* INSTRUCTIONS TO FOLLOW: The entries should each be set down again precisely.

[EXTRACTED INFORMATION Boundary: Start]

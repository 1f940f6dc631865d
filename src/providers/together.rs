//! Together AI image generation client.
//!
//! Talks to the OpenAI-compatible `/v1/images/generations` endpoint and
//! asks for a URL response rather than inline base64.
//! See: <https://docs.together.ai/reference/post-images-generations>

use std::time::Duration;

use async_trait::async_trait;
use reqwest::Client;
use serde::{Deserialize, Serialize};

use super::traits::ImageProvider;
use crate::{Result, VisageError};

/// Default base URL for the Together API
pub const DEFAULT_BASE_URL: &str = "https://api.together.xyz";

/// Default image model.
pub const DEFAULT_MODEL: &str = "black-forest-labs/FLUX.1-dev";

/// Default diffusion steps.
pub const DEFAULT_STEPS: u32 = 28;

/// Generation calls are abandoned after this long.
pub const DEFAULT_TIMEOUT: Duration = Duration::from_secs(15);

/// Client for the Together image generation API.
#[derive(Clone)]
pub struct TogetherClient {
    api_key: String,
    http: Client,
    base_url: String,
    model: String,
    steps: u32,
}

impl TogetherClient {
    /// Create a client against the public API.
    pub fn new(api_key: impl Into<String>) -> Result<Self> {
        Self::with_base_url(api_key, DEFAULT_BASE_URL)
    }

    /// Create a client with a custom base URL (for testing with wiremock).
    pub fn with_base_url(api_key: impl Into<String>, base_url: impl Into<String>) -> Result<Self> {
        Self::with_timeout(api_key, base_url, DEFAULT_TIMEOUT)
    }

    /// Create a client with a custom base URL and request timeout.
    pub fn with_timeout(
        api_key: impl Into<String>,
        base_url: impl Into<String>,
        timeout: Duration,
    ) -> Result<Self> {
        let http = Client::builder()
            .timeout(timeout)
            .build()
            .map_err(|e| VisageError::Configuration(format!("failed to build HTTP client: {e}")))?;

        Ok(Self {
            api_key: api_key.into(),
            http,
            base_url: base_url.into().trim_end_matches('/').to_string(),
            model: DEFAULT_MODEL.to_string(),
            steps: DEFAULT_STEPS,
        })
    }

    /// Override the image model.
    pub fn model(mut self, model: impl Into<String>) -> Self {
        self.model = model.into();
        self
    }

    /// Override the number of diffusion steps.
    pub fn steps(mut self, steps: u32) -> Self {
        self.steps = steps;
        self
    }

    /// Generate a single image and return its URL.
    pub async fn generate_image(&self, prompt: &str, width: u32, height: u32) -> Result<String> {
        let url = format!("{}/v1/images/generations", self.base_url);

        let response = self
            .http
            .post(&url)
            .header("Authorization", format!("Bearer {}", self.api_key))
            .json(&GenerationRequest {
                model: &self.model,
                prompt,
                width,
                height,
                steps: self.steps,
                n: 1,
                response_format: "url",
            })
            .send()
            .await
            .map_err(VisageError::from_reqwest)?;

        check_status(&response)?;

        let body = response.text().await.map_err(VisageError::from_reqwest)?;
        let parsed: GenerationResponse = serde_json::from_str(&body)?;

        parsed
            .data
            .into_iter()
            .next()
            .and_then(|image| image.url)
            .filter(|url| !url.trim().is_empty())
            .ok_or_else(|| VisageError::InvalidResponse("no image URL in response".to_string()))
    }
}

/// Check response status and map to the crate error taxonomy.
pub(crate) fn check_status(response: &reqwest::Response) -> Result<()> {
    let status = response.status();

    if status.is_success() {
        return Ok(());
    }

    match status.as_u16() {
        401 | 403 => Err(VisageError::AuthenticationFailed),
        429 => {
            let retry_after = response
                .headers()
                .get("retry-after")
                .and_then(|v| v.to_str().ok())
                .and_then(|s| s.trim().parse::<u64>().ok())
                .map(Duration::from_secs);
            Err(VisageError::RateLimited { retry_after })
        }
        code => Err(VisageError::Api {
            status: code,
            message: format!("unexpected status: {status}"),
        }),
    }
}

#[derive(Serialize)]
struct GenerationRequest<'a> {
    model: &'a str,
    prompt: &'a str,
    width: u32,
    height: u32,
    steps: u32,
    n: u32,
    response_format: &'a str,
}

#[derive(Deserialize)]
struct GenerationResponse {
    #[serde(default)]
    data: Vec<GeneratedImage>,
}

#[derive(Deserialize)]
struct GeneratedImage {
    #[serde(default)]
    url: Option<String>,
}

// ============================================================================
// Provider Trait Implementation
// ============================================================================

#[async_trait]
impl ImageProvider for TogetherClient {
    fn name(&self) -> &str {
        "together"
    }

    async fn generate(&self, prompt: &str, width: u32, height: u32) -> Result<String> {
        self.generate_image(prompt, width, height).await
    }
}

[EXTRACTED INFORMATION Boundary: End]

* YOUR SOLUTION:
repository 1f940f6dc631865d
filename src/providers/together.rs
//! Together AI image generation client.
//!
//! Talks to the OpenAI-compatible `/v1/images/generations` endpoint and
//! asks for a URL response rather than inline base64.
//! See: <https://docs.together.ai/reference/post-images-generations>

use std::time::Duration;

use async_trait::async_trait;
use reqwest::Client;
use serde::{Deserialize, Serialize};

use super::traits::ImageProvider;
use crate::{Result, VisageError};

/// Default base URL for the Together API
pub const DEFAULT_BASE_URL: &str = "https://api.together.xyz";

/// Default image model.
pub const DEFAULT_MODEL: &str = "black-forest-labs/FLUX.1-dev";

/// Default diffusion steps.
pub const DEFAULT_STEPS: u32 = 28;

/// Generation calls are abandoned after this long.
pub const DEFAULT_TIMEOUT: Duration = Duration::from_secs(15);

/// Client for the Together image generation API.
#[derive(Clone)]
pub struct TogetherClient {
    api_key: String,
    http: Client,
    base_url: String,
    model: String,
    steps: u32,
}

impl TogetherClient {
    /// Create a client against the public API.
    pub fn new(api_key: impl Into<String>) -> Result<Self> {
        Self::with_base_url(api_key, DEFAULT_BASE_URL)
    }

    /// Create a client with a custom base URL (for testing with wiremock).
    pub fn with_base_url(api_key: impl Into<String>, base_url: impl Into<String>) -> Result<Self> {
        Self::with_timeout(api_key, base_url, DEFAULT_TIMEOUT)
    }

    /// Create a client with a custom base URL and request timeout.
    pub fn with_timeout(
        api_key: impl Into<String>,
        base_url: impl Into<String>,
        timeout: Duration,
    ) -> Result<Self> {
        let http = Client::builder()
            .timeout(timeout)
            .build()
            .map_err(|e| VisageError::Configuration(format!("failed to build HTTP client: {e}")))?;

        Ok(Self {
            api_key: api_key.into(),
            http,
            base_url: base_url.into().trim_end_matches('/').to_string(),
            model: DEFAULT_MODEL.to_string(),
            steps: DEFAULT_STEPS,
        })
    }

    /// Override the image model.
    pub fn model(mut self, model: impl Into<String>) -> Self {
        self.model = model.into();
        self
    }

    /// Override the number of diffusion steps.
    pub fn steps(mut self, steps: u32) -> Self {
        self.steps = steps;
        self
    }

    /// Generate a single image and return its URL.
    pub async fn generate_image(&self, prompt: &str, width: u32, height: u32) -> Result<String> {
        let url = format!("{}/v1/images/generations", self.base_url);

        let response = self
            .http
            .post(&url)
            .header("Authorization", format!("Bearer {}", self.api_key))
            .json(&GenerationRequest {
                model: &self.model,
                prompt,
                width,
                height,
                steps: self.steps,
                n: 1,
                response_format: "url",
            })
            .send()
            .await
            .map_err(VisageError::from_reqwest)?;

        check_status(&response)?;

        let body = response.text().await.map_err(VisageError::from_reqwest)?;
        let parsed: GenerationResponse = serde_json::from_str(&body)?;

        parsed
            .data
            .into_iter()
            .next()
            .and_then(|image| image.url)
            .filter(|url| !url.trim().is_empty())
            .ok_or_else(|| VisageError::InvalidResponse("no image URL in response".to_string()))
    }
}

/// Check response status and map to the crate error taxonomy.
pub(crate) fn check_status(response: &reqwest::Response) -> Result<()> {
    let status = response.status();

    if status.is_success() {
        return Ok(());
    }

    match status.as_u16() {
        401 | 403 => Err(VisageError::AuthenticationFailed),
        429 => {
            let retry_after = response
                .headers()
                .get("retry-after")
                .and_then(|v| v.to_str().ok())
                .and_then(|s| s.trim().parse::<u64>().ok())
                .map(Duration::from_secs);
            Err(VisageError::RateLimited { retry_after })
        }
        code => Err(VisageError::Api {
            status: code,
            message: format!("unexpected status: {status}"),
        }),
    }
}

#[derive(Serialize)]
struct GenerationRequest<'a> {
    model: &'a str,
    prompt: &'a str,
    width: u32,
    height: u32,
    steps: u32,
    n: u32,
    response_format: &'a str,
}

#[derive(Deserialize)]
struct GenerationResponse {
    #[serde(default)]
    data: Vec<GeneratedImage>,
}

#[derive(Deserialize)]
struct GeneratedImage {
    #[serde(default)]
    url: Option<String>,
}

// ============================================================================
// Provider Trait Implementation
// ============================================================================

#[async_trait]
impl ImageProvider for TogetherClient {
    fn name(&self) -> &str {
        "together"
    }

    async fn generate(&self, prompt: &str, width: u32, height: u32) -> Result<String> {
        self.generate_image(prompt, width, height).await
    }
}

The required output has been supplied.